Azam Baki case: Lalitha Kunaratnam will finally get to give her statement to the police
(Malaysiakini) – So-called whistleblower Lalitha Kunaratnam has been called in to Bukit Aman this Thursday over two stories she wrote that blew open a shareholding scandal that implicated MACC chief Azam Baki.
“I have been summoned to Bukit Aman this Thursday at 2.30pm for questioning over my two articles, titled ‘Business ties among MACC leadership: How deep does it go?’” Lalitha posted today on social media, before confirming it with Malaysiakini.
Asked whether she had been expecting it, she answered in the affirmative.
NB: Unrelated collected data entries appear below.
//! Progress snapshots

use super::NzbDownloader;
use crate::error::{Error, Result};
use crate::queue::FileCounters;
use crate::types::{ArchiveId, ArchiveState, ArchiveStatus, FileStatus, StatusSnapshot};
use std::sync::atomic::Ordering;

impl NzbDownloader {
    /// Snapshot of every known archive, all pools, and the aggregate speed
    pub async fn status(&self) -> StatusSnapshot {
        let ids: Vec<ArchiveId> = {
            let archives = self.registry.archives.lock().await;
            let mut ids: Vec<ArchiveId> = archives.keys().copied().collect();
            ids.sort();
            ids
        };

        let mut statuses = Vec::with_capacity(ids.len());
        for id in ids {
            if let Ok(status) = self.archive_status(id).await {
                statuses.push(status);
            }
        }

        let pools = {
            let pools = self.pools.lock().await;
            pools.iter().map(|p| p.stats().snapshot()).collect()
        };

        StatusSnapshot {
            archives: statuses,
            pools,
            speed_bps: self.controls.speed_bps.load(Ordering::Relaxed),
            queued_bytes: self.queue.queued_bytes().await,
            paused: *self.controls.pause_tx.borrow(),
        }
    }

    /// Progress of a single archive, with a per-file breakdown.
    ///
    /// Live archives read their byte counters from the queue; terminal ones
    /// use the archive-level counters captured when they left it (per-file
    /// bookkeeping is released with the queue entry, so `files` is empty).
    pub async fn archive_status(&self, id: ArchiveId) -> Result<ArchiveStatus> {
        let (name, state, total_bytes, final_read, final_skipped) = {
            let archives = self.registry.archives.lock().await;
            let entry = archives.get(&id).ok_or(Error::ArchiveNotFound { id })?;
            (
                entry.name.clone(),
                entry.state,
                entry.total_bytes,
                entry.final_read_bytes,
                entry.final_skipped_bytes,
            )
        };

        let (read_bytes, skipped_bytes, files) = match self.queue.archive_counters(id).await {
            Some(c) => {
                let files = c.files.iter().map(file_status).collect();
                (c.read_bytes, c.skipped_bytes, files)
            }
            None => (final_read, final_skipped, Vec::new()),
        };

        let percent = match state {
            ArchiveState::Finished => 100.0,
            _ if total_bytes == 0 => 0.0,
            _ => {
                let done = (read_bytes + skipped_bytes).min(total_bytes);
                (done as f64 / total_bytes as f64 * 100.0) as f32
            }
        };

        Ok(ArchiveStatus {
            id,
            name,
            state,
            total_bytes,
            read_bytes,
            skipped_bytes,
            percent,
            files,
        })
    }
}

fn file_status(c: &FileCounters) -> FileStatus {
    let percent = if c.total_bytes == 0 {
        100.0
    } else {
        let done = (c.read_bytes + c.skipped_bytes).min(c.total_bytes);
        (done as f64 / c.total_bytes as f64 * 100.0) as f32
    };
    FileStatus {
        file: c.file,
        filename: c.filename.clone(),
        total_bytes: c.total_bytes,
        read_bytes: c.read_bytes,
        skipped_bytes: c.skipped_bytes,
        percent,
    }
}
async fn process_job(dl: &NzbDownloader, job: DecodeJob) {
    let DecodeJob {
        pool,
        claim,
        body,
        read_bytes,
        placeholder,
    } = job;

    let (data, header_filename) = if placeholder {
        (Vec::new(), None)
    } else {
        let decoded = match tokio::task::spawn_blocking(move || decode_article(&body)).await {
            Ok(decoded) => decoded,
            Err(e) => {
                tracing::error!(segment = %claim.key, error = %e, "decode task failed");
                return;
            }
        };
        if decoded.encoding == Encoding::Unknown {
            tracing::warn!(
                segment = %claim.key,
                message_id = %claim.message_id,
                "no recognizable encoding, writing empty segment"
            );
        }
        if decoded.crc_ok == Some(false) {
            tracing::warn!(segment = %claim.key, "CRC mismatch in decoded segment");
        }
        if decoded.size_ok == Some(false) {
            tracing::warn!(segment = %claim.key, "decoded size differs from declared size");
        }
        (decoded.data, decoded.filename)
    };

    // A decoded header can reveal the file's real name; segment files written
    // under the provisional name must follow it before this one is placed.
    if let Some(name) = header_filename
        && let Some(rename) = dl
            .queue
            .resolve_filename(claim.archive, claim.key.file, &name)
            .await
    {
        let working_dir = dl.config.download.working_dir.clone();
        let result = tokio::task::spawn_blocking(move || {
            rename_working_files(&working_dir, &rename.old_working_name, &rename.new_name);
        })
        .await;
        if let Err(e) = result {
            tracing::warn!(archive_id = claim.archive.0, error = %e, "rename task failed");
        }
    }

    let Some(working_name) = dl
        .queue
        .segment_write_name(claim.archive, claim.key.file)
        .await
    else {
        // Archive was canceled while this segment was in flight
        tracing::debug!(segment = %claim.key, "dropping segment for removed archive");
        return;
    };
    let path = segment_path(&dl.config.download.working_dir, &working_name, claim.key.number);

    match write_segment_file(dl, pool, &claim, &path, &data).await {
        WriteVerdict::Written => {}
        WriteVerdict::Requeued => return,
        WriteVerdict::Failed(e) => {
            dl.fail_archive(
                claim.archive,
                format!("cannot write segment file {}: {e}", path.display()),
            )
            .await;
            return;
        }
    }

    if placeholder {
        dl.emit(Event::SegmentMissing {
            id: claim.archive,
            key: claim.key,
            message_id: claim.message_id.clone(),
        });
    }
    dl.controls
        .wire_bytes
        .fetch_add(read_bytes, Ordering::Relaxed);
    mark_downloading(dl, claim.archive).await;

    let outcome = dl.queue.segment_done(&claim, path, read_bytes).await;
    if let Some(assembly) = outcome.assembly {
        run_assembly(dl, assembly).await;
    }
}

/// Write one decoded segment. A full disk pauses the whole downloader and
/// sends the segment back to the queue; it is re-fetched once the pause
/// lifts (see the free-space probe in [`speed_ticker`]).
async fn write_segment_file(
    dl: &NzbDownloader,
    pool: PoolId,
    claim: &ClaimedSegment,
    path: &Path,
    data: &[u8],
) -> WriteVerdict {
    let min_free = dl.config.download.min_free_disk_bytes;
    if min_free > 0
        && let Ok(available) = get_available_space(&dl.config.download.working_dir)
        && available < min_free
    {
        enter_disk_pause(dl, claim.archive, path);
        dl.queue.requeue(pool, claim).await;
        return WriteVerdict::Requeued;
    }

    match tokio::fs::write(path, data).await {
        Ok(()) => WriteVerdict::Written,
        Err(e) if is_disk_full(&e) => {
            // The partial artifact is useless
            let _ = tokio::fs::remove_file(path).await;
            enter_disk_pause(dl, claim.archive, path);
            dl.queue.requeue(pool, claim).await;
            WriteVerdict::Requeued
        }
        Err(e) => WriteVerdict::Failed(e),
    }
}

fn enter_disk_pause(dl: &NzbDownloader, id: ArchiveId, path: &Path) {
    if !dl.controls.disk_paused.swap(true, Ordering::Relaxed) {
        dl.controls.update_pause_gate();
        tracing::error!(path = %path.display(), "disk full, pausing all downloads");
        dl.emit(Event::DiskFull {
            id,
            path: path.to_path_buf(),
        });
    }
}
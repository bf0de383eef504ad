//! Filesystem helpers: collision-free paths and disk space probes

use crate::error::{AssembleError, Result};
use std::path::{Path, PathBuf};

/// Upper bound on collision-suffix attempts before giving up
const MAX_RENAME_ATTEMPTS: u32 = 9999;

/// Find a path at which a new file can be created without clobbering an
/// existing one.
///
/// Returns `path` itself when it is free; otherwise appends ` (1)`, ` (2)`,
/// ... before the extension until an unused name is found. The assembled
/// output always wins a name this way; nothing already on disk is ever
/// overwritten.
pub fn get_unique_path(path: &Path) -> Result<PathBuf> {
    if !path.exists() {
        return Ok(path.to_path_buf());
    }

    let stem = path.file_stem().and_then(|s| s.to_str()).ok_or_else(|| {
        AssembleError::CollisionUnresolved {
            path: path.to_path_buf(),
        }
    })?;
    let extension = path.extension().and_then(|e| e.to_str());
    let parent = path.parent().ok_or_else(|| AssembleError::CollisionUnresolved {
        path: path.to_path_buf(),
    })?;

    for i in 1..=MAX_RENAME_ATTEMPTS {
        let candidate = match extension {
            Some(ext) => format!("{stem} ({i}).{ext}"),
            None => format!("{stem} ({i})"),
        };
        let candidate = parent.join(candidate);
        if !candidate.exists() {
            return Ok(candidate);
        }
    }

    Err(AssembleError::CollisionUnresolved {
        path: path.to_path_buf(),
    }
    .into())
}

/// Whether an I/O error means the filesystem ran out of space
pub fn is_disk_full(e: &std::io::Error) -> bool {
    if e.kind() == std::io::ErrorKind::StorageFull {
        return true;
    }
    // ENOSPC surfaces as a raw OS error on some platforms/kinds
    #[cfg(unix)]
    if e.raw_os_error() == Some(libc::ENOSPC) {
        return true;
    }
    false
}

/// Query the free disk space available at `path`.
///
/// Uses statvfs on unix and GetDiskFreeSpaceExW on Windows.
pub fn get_available_space(path: &Path) -> std::io::Result<u64> {
    #[cfg(unix)]
    {
        use std::ffi::CString;
        use std::os::unix::ffi::OsStrExt;

        let c_path = CString::new(path.as_os_str().as_bytes())
            .map_err(|e| std::io::Error::new(std::io::ErrorKind::InvalidInput, e))?;

        // SAFETY: c_path is a valid null-terminated C string, stat is zeroed
        // before the call, and the struct is only read after statvfs reports
        // success.
        unsafe {
            let mut stat: libc::statvfs = std::mem::zeroed();
            if libc::statvfs(c_path.as_ptr(), &mut stat) != 0 {
                return Err(std::io::Error::last_os_error());
            }
            // f_bavail: blocks available to unprivileged users; f_frsize is
            // the fragment size and is preferred over f_bsize
            Ok(stat.f_bavail.saturating_mul(stat.f_frsize))
        }
    }

    #[cfg(windows)]
    {
        use std::os::windows::ffi::OsStrExt;
        use winapi::um::fileapi::GetDiskFreeSpaceExW;

        let wide_path: Vec<u16> = path
            .as_os_str()
            .encode_wide()
            .chain(std::iter::once(0))
            .collect();

        // SAFETY: wide_path is null-terminated, all out-pointers reference
        // valid aligned u64s, and the values are only read after the call
        // reports success.
        unsafe {
            let mut free_bytes_available: u64 = 0;
            let mut _total_bytes: u64 = 0;
            let mut _total_free_bytes: u64 = 0;

            if GetDiskFreeSpaceExW(
                wide_path.as_ptr(),
                &mut free_bytes_available as *mut u64 as *mut _,
                &mut _total_bytes as *mut u64 as *mut _,
                &mut _total_free_bytes as *mut u64 as *mut _,
            ) == 0
            {
                return Err(std::io::Error::last_os_error());
            }
            Ok(free_bytes_available)
        }
    }

    #[cfg(not(any(unix, windows)))]
    {
        Err(std::io::Error::new(
            std::io::ErrorKind::Unsupported,
            "disk space checking is not supported on this platform",
        ))
    }
}

// unwrap/expect are acceptable in tests for concise failure-on-error assertions
#[allow(clippy::unwrap_used, clippy::expect_used)]
#[cfg(test)]
mod tests {
    use super::*;
    use std::fs;
    use tempfile::TempDir;

    #[test]
    fn unique_path_returns_free_path_unchanged() {
        let temp_dir = TempDir::new().unwrap();
        let path = temp_dir.path().join("movie.mkv");
        assert_eq!(get_unique_path(&path).unwrap(), path);
    }

    #[test]
    fn unique_path_suffixes_before_the_extension() {
        let temp_dir = TempDir::new().unwrap();
        let path = temp_dir.path().join("movie.mkv");
        fs::write(&path, "original").unwrap();

        let unique = get_unique_path(&path).unwrap();
        assert_eq!(unique, temp_dir.path().join("movie (1).mkv"));

        fs::write(&unique, "first").unwrap();
        let unique2 = get_unique_path(&path).unwrap();
        assert_eq!(unique2, temp_dir.path().join("movie (2).mkv"));
    }

    #[test]
    fn unique_path_handles_extensionless_names() {
        let temp_dir = TempDir::new().unwrap();
        let path = temp_dir.path().join("README");
        fs::write(&path, "x").unwrap();

        let unique = get_unique_path(&path).unwrap();
        assert_eq!(unique, temp_dir.path().join("README (1)"));
    }

    #[test]
    fn unique_path_only_splits_the_last_extension() {
        let temp_dir = TempDir::new().unwrap();
        let path = temp_dir.path().join("backup.tar.gz");
        fs::write(&path, "x").unwrap();

        let unique = get_unique_path(&path).unwrap();
        assert_eq!(unique, temp_dir.path().join("backup.tar (1).gz"));
    }

    #[test]
    fn unique_path_skips_existing_suffixes() {
        let temp_dir = TempDir::new().unwrap();
        let path = temp_dir.path().join("file.txt");
        fs::write(&path, "x").unwrap();
        fs::write(temp_dir.path().join("file (1).txt"), "x").unwrap();
        fs::write(temp_dir.path().join("file (2).txt"), "x").unwrap();

        let unique = get_unique_path(&path).unwrap();
        assert_eq!(unique, temp_dir.path().join("file (3).txt"));
    }

    #[test]
    fn available_space_reports_a_plausible_value() {
        let temp_dir = TempDir::new().unwrap();
        let available = get_available_space(temp_dir.path()).unwrap();
        assert!(available > 0);
        assert!(
            available < 1_000_000_000_000_000,
            "available space seems unreasonably large"
        );
    }

    #[test]
    fn available_space_fails_for_missing_path() {
        let result = get_available_space(Path::new("/nonexistent/path/for/this/test"));
        assert!(result.is_err());
    }

    #[cfg(unix)]
    #[test]
    fn enospc_is_recognized_as_disk_full() {
        let err = std::io::Error::from_raw_os_error(libc::ENOSPC);
        assert!(is_disk_full(&err));
        let other = std::io::Error::new(std::io::ErrorKind::NotFound, "missing");
        assert!(!is_disk_full(&other));
    }
}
“In a way, yes. MACC lodged a report on me on Jan 7, after I received a letter of demand on Jan 6.”
Malaysiakini has reached out to Bukit Aman for more details.
Earlier this month, Lalitha officially responded in court against Azam’s defamation suit linked to the issue of share ownership in two public-listed companies.
The activist’s lawyers filed a memorandum of appearance at the Kuala Lumpur High Court on Friday last week (Jan 21).
According to a copy of the court document sighted by Malaysiakini, counsel from law firm Ibrahim & Fuaadah filed the appearance on Lalitha’s behalf, with the filing addressed to the court’s senior assistant registrar.
Under the law of civil action in Malaysia, the filing of the memorandum of appearance means the defendant intends to respond to the lawsuit, such as by later filing a statement of defence.
When contacted today, a representative from the law firm confirmed the filing of the memorandum last week.
It was reported that Azam’s civil action against Lalitha is fixed for case management before the Kuala Lumpur High Court on Feb 15.
Back on Jan 12 via a press release, Azam’s lawyer Megat Abdul Munir, who is from law firm Zain Megat & Murad, announced the filing of the defamation action.
The MACC chief commissioner is suing Lalitha in his personal capacity.
Azam had previously issued a letter of demand to Lalitha via his lawyers, demanding an apology and RM10 million in damages.
Lalitha has since said she stands by her reports and criticised the MACC’s attempt to rope in the police to investigate her.
Azam came under the spotlight over his ownership of 1,930,000 shares in Gets Global Berhad (previously KBES Berhad) on April 30, 2015 worth around RM772,000 at the time.
His shareholding in Gets Global Berhad went down to 1,029,500 as of March 31, 2016, worth around RM340,000 at the time.
He also held 2,156,000 warrants in Excel Force MSC Berhad in March 2016.
The share ownership in 2015 and 2016 had raised questions on whether it was commensurate with his income as a public servant.
In a special press conference on Jan 5, Azam did not dispute the ownership of the shares but claimed they were bought in his name by his younger brother. They have since been transferred to his brother.
Nearly a week later on Jan 18, the Securities Commission (SC) announced that its probe was unable to conclusively establish that a breach under Section 25(4) of the Securities Industry (Central Depositories) Act 1991 (SICDA) had occurred.
However, following criticism, the SC clarified that it found that Azam had “control” over his own trading account and that it found no evidence of proxy trading.